The Senate Budget Committee on Thursday approved President Obama's choice to run the Office of Management and Budget, but one senator then stepped in to block the nomination.
The panel approved Jack Lew to serve as head of OMB on a vote of 22 to 1. The lone holdout was Sen. Bernie Sanders, I-Vt., who expressed concern about Lew's policy opinions on trade, Wall Street deregulation and Social Security.
But later Thursday, Lew's nomination encountered another hurdle when Sen. Mary Landrieu, D-La., announced she would block it until the Obama administration lifts its moratorium on deepwater oil and gas drilling.
"Although Mr. Lew clearly possesses the expertise necessary to serve as one of the president's most important economic advisors," Landrieu wrote in a letter to Sen. Majority Leader Harry Reid, D-Nev., "I found that he lacked sufficient concern for the host of economic challenges confronting the Gulf Coast. The fact that the most acute of these economic challenges, the moratorium, results from a direct (and reversible) federal action only serves to harden my stance on Mr. Lew's nomination. I cannot support further action on Mr. Lew's nomination to be a key economic advisor to the president until I am convinced that the president and his administration understand the detrimental impacts that the actual and de facto moratoria continue to have on the Gulf Coast."

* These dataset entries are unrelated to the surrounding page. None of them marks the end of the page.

//! Graphic geometry for the section drawing and its ruler

use crate::assembly::AssemblyDesign;
use crate::models::{LayerId, MaterialCatalog};
use serde::Serialize;

/// Display units per millimeter when nothing else is configured
pub const DEFAULT_SCALE: f64 = 2.0;

/// Smallest width a layer is drawn with, so thin layers stay visible
pub const MIN_LAYER_WIDTH: f64 = 1.0;

/// Spacing of intermediate ruler ticks
pub const RULER_TICK_INTERVAL_MM: f64 = 50.0;

#[derive(Debug, Clone, PartialEq, Serialize)]
pub struct GraphicLayer {
    pub id: LayerId,
    pub material: String,
    pub thickness_mm: f64,
    pub width: f64,
    pub graphic_image: Option<String>,
}

#[derive(Debug, Clone, Copy, PartialEq, Serialize)]
pub struct RulerTick {
    pub mm: f64,
    pub offset: f64,
}

/// Layers in drawing order (outside face first) plus ruler totals
#[derive(Debug, Clone, PartialEq, Serialize)]
pub struct GraphicGeometry {
    pub layers: Vec<GraphicLayer>,
    pub total_thickness_mm: f64,
    pub total_width: f64,
    pub ticks: Vec<RulerTick>,
}

impl GraphicGeometry {
    pub fn compute(design: &AssemblyDesign, catalog: &MaterialCatalog, scale: f64) -> Self {
        let layers: Vec<GraphicLayer> = design
            .layers
            .iter()
            .map(|layer| GraphicLayer {
                id: layer.id,
                material: layer.material.clone(),
                thickness_mm: layer.thickness_mm,
                width: layer_width(layer.thickness_mm, scale),
                graphic_image: catalog
                    .resolve(&layer.material)
                    .entry()
                    .and_then(|entry| entry.graphic_image())
                    .map(str::to_string),
            })
            .collect();

        let total_thickness_mm = design.total_thickness_mm();
        let total_width = layers.iter().map(|layer| layer.width).sum();
        let ticks = ruler_ticks(total_width, total_thickness_mm, RULER_TICK_INTERVAL_MM);

        Self { layers, total_thickness_mm, total_width, ticks }
    }
}

/// Width proportional to thickness, never below [`MIN_LAYER_WIDTH`]
pub fn layer_width(thickness_mm: f64, scale: f64) -> f64 {
    let width = thickness_mm * scale;
    if width.is_finite() && width > MIN_LAYER_WIDTH {
        width
    } else {
        MIN_LAYER_WIDTH
    }
}

/// Intermediate ruler ticks every `interval_mm`, positioned in display units
pub fn ruler_ticks(total_width: f64, total_thickness_mm: f64, interval_mm: f64) -> Vec<RulerTick> {
    if total_thickness_mm.is_nan() || total_thickness_mm <= 0.0 || interval_mm <= 0.0 || !total_width.is_finite() {
        return Vec::new();
    }

    let per_mm = total_width / total_thickness_mm;
    let count = (total_thickness_mm / interval_mm).floor() as usize;

    (1..=count)
        .map(|i| {
            let mm = i as f64 * interval_mm;
            RulerTick { mm, offset: mm * per_mm }
        })
        .collect()
}

#[cfg(test)]
mod tests {
    use super::*;
    use crate::models::{Layer, MaterialEntry};

    #[test]
    fn test_widths_follow_thickness() {
        let design = AssemblyDesign {
            city: String::new(),
            assembly: Default::default(),
            layers: vec![Layer::new("Brick", 110.0), Layer::new("Foil", 0.2)],
        };
        let geometry = GraphicGeometry::compute(&design, &MaterialCatalog::new(), 2.0);

        assert_eq!(geometry.layers[0].width, 220.0);
        assert_eq!(geometry.layers[1].width, MIN_LAYER_WIDTH);
        assert_eq!(geometry.total_width, 221.0);
        assert!((geometry.total_thickness_mm - 110.2).abs() < 1e-9);
    }

    #[test]
    fn test_graphic_image_from_catalog() {
        let mut brick = MaterialEntry::new("Brick");
        brick.graphic_image = Some("brick.png".to_string());
        let catalog = MaterialCatalog::from_entries(vec![brick]);

        let design = AssemblyDesign {
            city: String::new(),
            assembly: Default::default(),
            layers: vec![Layer::new("Brick", 110.0), Layer::new("Mystery", 10.0)],
        };
        let geometry = GraphicGeometry::compute(&design, &catalog, DEFAULT_SCALE);

        assert_eq!(geometry.layers[0].graphic_image.as_deref(), Some("brick.png"));
        assert_eq!(geometry.layers[1].graphic_image, None);
    }

    #[test]
    fn test_ruler_ticks() {
        let ticks = ruler_ticks(200.0, 160.0, 50.0);
        let mm: Vec<f64> = ticks.iter().map(|t| t.mm).collect();
        assert_eq!(mm, vec![50.0, 100.0, 150.0]);
        assert_eq!(ticks[0].offset, 62.5);

        assert!(ruler_ticks(200.0, 0.0, 50.0).is_empty());
        assert!(ruler_ticks(200.0, 40.0, 50.0).is_empty());
    }

    #[test]
    fn test_empty_design_has_empty_geometry() {
        let geometry =
            GraphicGeometry::compute(&AssemblyDesign::new(), &MaterialCatalog::new(), DEFAULT_SCALE);
        assert!(geometry.layers.is_empty());
        assert_eq!(geometry.total_width, 0.0);
        assert!(geometry.ticks.is_empty());
    }
}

The nomination of Lew, who led OMB during the Clinton administration from 1998 to 2001, now faces an uncertain future. Sanders' no vote aleady had complicated the process, making it unlikely that Democrats would win unanimous consent for the nominee, requiring a time-consuming roll call vote.
Earlier in the week, the Senate Homeland Security and Governmental Affairs Committee, which also must approve OMB nominations, unanimously approved Lew.
If confirmed, Lew said he would conduct an exhaustive review of every federal agency to trim waste and inefficiencies. He noted good management is paramount, especially in tough economic times, and pledged to build consensus among Democrats and Republicans.